In unserem Blog erzählen über 20 Blogger/innen aus der Diözese Augsburg und
über die Bistumsgrenzen hinaus, was sie im (Glaubens-) Alltag erleben.

Blogbeiträge

Verfasst am 12. März 2018Kilian Schadt

Fasten ist für mich ein spannendes Thema. Ich habe schon verschiedene Varianten ausprobiert, zum Beispiel über mehrere Monate einen Tag pro Woche bei Wasser und etwas Saft fasten oder auch mal eine ganze Woche am Stück.
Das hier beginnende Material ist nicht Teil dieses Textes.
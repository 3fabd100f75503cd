// ABOUTME: Shared benchmark fixtures for the reptrack Criterion suites
// ABOUTME: Exposes synthetic frame and rating generators to the benchmark binaries
//
// SPDX-License-Identifier: MIT OR Apache-2.0
// Copyright (c) 2025 Pierre Fitness Intelligence

//! Common benchmark fixtures.

pub mod fixtures;
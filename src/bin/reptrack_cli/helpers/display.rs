// ABOUTME: Output formatting helpers for reptrack-cli
// ABOUTME: Provides consistent display functions for reps, workouts, history, and recommendations
//
// SPDX-License-Identifier: MIT OR Apache-2.0
// Copyright (c) 2025 Pierre Fitness Intelligence

use reptrack::session::FinishedWorkout;
use reptrack_core::models::{
    DifficultyState, FormIssue, WorkoutDetails, WorkoutRecord, WorkoutStats,
};
use reptrack_intelligence::analyzer::{CompletedRep, FrameReport};
use reptrack_intelligence::difficulty::DifficultyUpdate;
use reptrack_intelligence::recommender::Recommendation;

/// One line per completed rep
pub fn display_rep(rep: &CompletedRep, counted: Option<u32>) {
    let total = counted.map_or_else(|| "not counted".to_owned(), |n| format!("#{n}"));
    println!(
        "Rep {total} ({} {}): {:.1} deg, {:.1}s, {} / {}",
        rep.event.side,
        rep.event.rep_number,
        rep.event.angle,
        rep.event.duration_ms as f64 / 1000.0,
        rep.feedback.form_rating.display_name(),
        rep.feedback.speed_rating.display_name(),
    );
    if !rep.feedback.issues.is_empty() {
        let issues = rep
            .feedback
            .issues
            .iter()
            .copied()
            .map(FormIssue::description)
            .collect::<Vec<_>>()
            .join(", ");
        println!("   Issues: {issues}");
    }
    println!("   Tip: {}", rep.feedback.tip);
}

/// Compact per-frame angle readout
pub fn display_frame(report: &FrameReport) {
    let readings = report
        .readings
        .iter()
        .map(|r| {
            format!(
                "{} {:.1}{}",
                r.side,
                r.angle,
                if r.in_range { " (in range)" } else { "" }
            )
        })
        .collect::<Vec<_>>()
        .join(" | ");
    let secondary = report
        .secondary_angle
        .map_or_else(String::new, |angle| format!(" | torso {angle:.1}"));
    println!("[{:>8} ms] {readings}{secondary}", report.timestamp_ms);
}

/// Full workout summary with coaching advice
pub fn display_finished_workout(finished: &FinishedWorkout, workout_id: Option<&str>) {
    let summary = &finished.summary;
    let analysis = &finished.analysis;
    println!("\nWorkout Complete: {}", summary.exercise_kind.display_name());
    println!("{}", "=".repeat(60));
    if let Some(id) = workout_id {
        println!("   Workout ID: {id}");
    }
    println!("   Duration: {}", summary.formatted_duration());
    println!("   Reps: {}", summary.total_reps);
    println!(
        "   Perfect Form: {} ({}%)",
        summary.perfect_reps, analysis.perfect_form_percentage
    );
    println!("   Average Angle: {:.1} deg", summary.avg_angle);
    println!("   Score: {} ({})", summary.score, analysis.grade);
    println!("   Difficulty: {}", summary.difficulty_at_end);

    if !analysis.issue_frequency.is_empty() {
        println!("\nForm Issues:");
        for (issue, count) in &analysis.issue_frequency {
            println!("   {}: {count}", issue.description());
        }
    }

    println!("\nCoaching:");
    println!("   {}", analysis.primary_recommendation);
    println!("   {}", analysis.secondary_recommendation);
    println!("   {}", analysis.tempo_advice.message());
}

/// Saved workouts table
pub fn display_workout_list(workouts: &[WorkoutRecord]) {
    if workouts.is_empty() {
        println!("No workouts saved yet.");
        return;
    }
    println!(
        "{:<38} {:<16} {:<17} {:>5} {:>6} {:>5}",
        "ID", "Exercise", "Started", "Reps", "Score", "Grade"
    );
    println!("{}", "-".repeat(92));
    for record in workouts {
        let summary = &record.summary;
        println!(
            "{:<38} {:<16} {:<17} {:>5} {:>6} {:>5}",
            record.id,
            summary.exercise_kind.display_name(),
            summary.start_time.format("%Y-%m-%d %H:%M"),
            summary.total_reps,
            summary.score,
            summary.grade().as_str(),
        );
    }
}

/// One workout with every rep
pub fn display_workout_details(details: &WorkoutDetails) {
    let summary = &details.workout.summary;
    println!("\nWorkout {}", details.workout.id);
    println!("{}", "=".repeat(60));
    println!("   Exercise: {}", summary.exercise_kind.display_name());
    println!("   Started: {}", summary.start_time.format("%Y-%m-%d %H:%M UTC"));
    println!("   Duration: {}", summary.formatted_duration());
    println!(
        "   Reps: {} ({} perfect, {}%)",
        summary.total_reps,
        summary.perfect_reps,
        summary.perfect_form_percentage()
    );
    println!("   Score: {} ({})", summary.score, summary.grade());
    println!("   Difficulty: {}", summary.difficulty_at_end);

    if details.reps.is_empty() {
        return;
    }
    println!("\n{:>4} {:>8} {:<13} {:<10} Issues", "Rep", "Angle", "Form", "Pace");
    for rep in &details.reps {
        let issues = rep
            .issues
            .iter()
            .copied()
            .map(FormIssue::as_str)
            .collect::<Vec<_>>()
            .join(", ");
        println!(
            "{:>4} {:>8.1} {:<13} {:<10} {issues}",
            rep.rep_number,
            rep.angle,
            rep.form_rating.display_name(),
            rep.speed_rating.display_name(),
        );
    }
}

/// History totals
pub fn display_stats(stats: &WorkoutStats) {
    println!("\nWorkout History");
    println!("{}", "=".repeat(40));
    println!("   Workouts: {}", stats.total_workouts);
    println!("   Total Reps: {}", stats.total_reps);
    println!("   Perfect Reps: {}", stats.perfect_form_reps);
    println!("   Average Score: {:.1}", stats.average_score);
}

/// Ranked suggestions
pub fn display_recommendations(recommendations: &[Recommendation]) {
    if recommendations.is_empty() {
        println!("No recommendations yet. Rate at least two workouts.");
        return;
    }
    println!("\nRecommended Workouts:");
    for (rank, recommendation) in recommendations.iter().enumerate() {
        println!(
            "   {}. {} (similarity {:.3})",
            rank + 1,
            recommendation.workout_id,
            recommendation.similarity
        );
    }
}

/// Controller steps taken during an analysis run
pub fn display_difficulty_updates(updates: &[DifficultyUpdate], current: u32) {
    if updates.is_empty() {
        println!("\nDifficulty: {current} (waiting for a full batch)");
        return;
    }
    println!("\nDifficulty: {current} after {} adjustment step(s)", updates.len());
    for update in updates {
        println!(
            "   avg {} deg, {} tags, action {:+}, reward {:+}: {} -> {}",
            update.state.avg_angle,
            update.state.error_count,
            update.action,
            update.reward,
            update.previous,
            update.difficulty
        );
    }
}

/// Newest batch as the controller would see it
pub fn display_batch_state(state: DifficultyState, target_angle: i64, reward: f64) {
    println!("\nNewest Difficulty Batch");
    println!("{}", "=".repeat(40));
    println!("   Average Angle: {} deg (target {target_angle})", state.avg_angle);
    println!("   Anomaly Tags: {}", state.error_count);
    println!("   Reward: {reward:+}");
}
Dieses Jahr ist meine Motivation nicht besonders groß. Dafür haben wir aber zu Beginn dieser Fastenzeit bewusster als Familie darüber gesprochen, wie und wieso wir eigentlich fasten. In einer Zeit, in der Fasten in der Gesellschaft oft nur als Heilfasten verstanden wird, ist es uns wichtig, mit unseren Kindern klar über unsere Motivation zu reden. Sollen die Kinder ihren Süßigkeitenkonsum bis Ostern reduzieren, einfach nur, weil es gesund für sie ist? Wir haben unseren Kindern erklärt, dass der Sinn der Fastenzeit unserer Ansicht nach komplett verfehlt ist, wenn wir auf Essen oder andere Genüsse verzichten, aber unsere Bemühungen nicht darauf gerichtet sind, uns neu für Gott zu öffnen. Ihn zu suchen, auf sein Wort zu hören und uns von seiner Liebe reinigen zu lassen, das sollte doch unser Ziel in der Vorbereitung auf Ostern sein.

Bild: Raphael Schadt

Man kann viel erklären, auf welche Weise das Fasten uns dabei hilft, Gott näherzukommen. Aber das beste Argument dafür, warum man überhaupt fasten sollte, kam gleich zu Beginn unseres Gesprächs am Esstisch von unserer Tochter: „Weil Jesus das auch gemacht hat.“ Diesem tiefgründigen und schlagkräftigen Argument ist eigentlich nichts mehr hinzuzufügen, oder? Danach haben uns unsere Kinder geradezu mit ihrer Bereitschaft überholt, sich konkrete Fastenziele zu setzen, zum Beispiel, auf die allermeisten Süßigkeiten zu verzichten.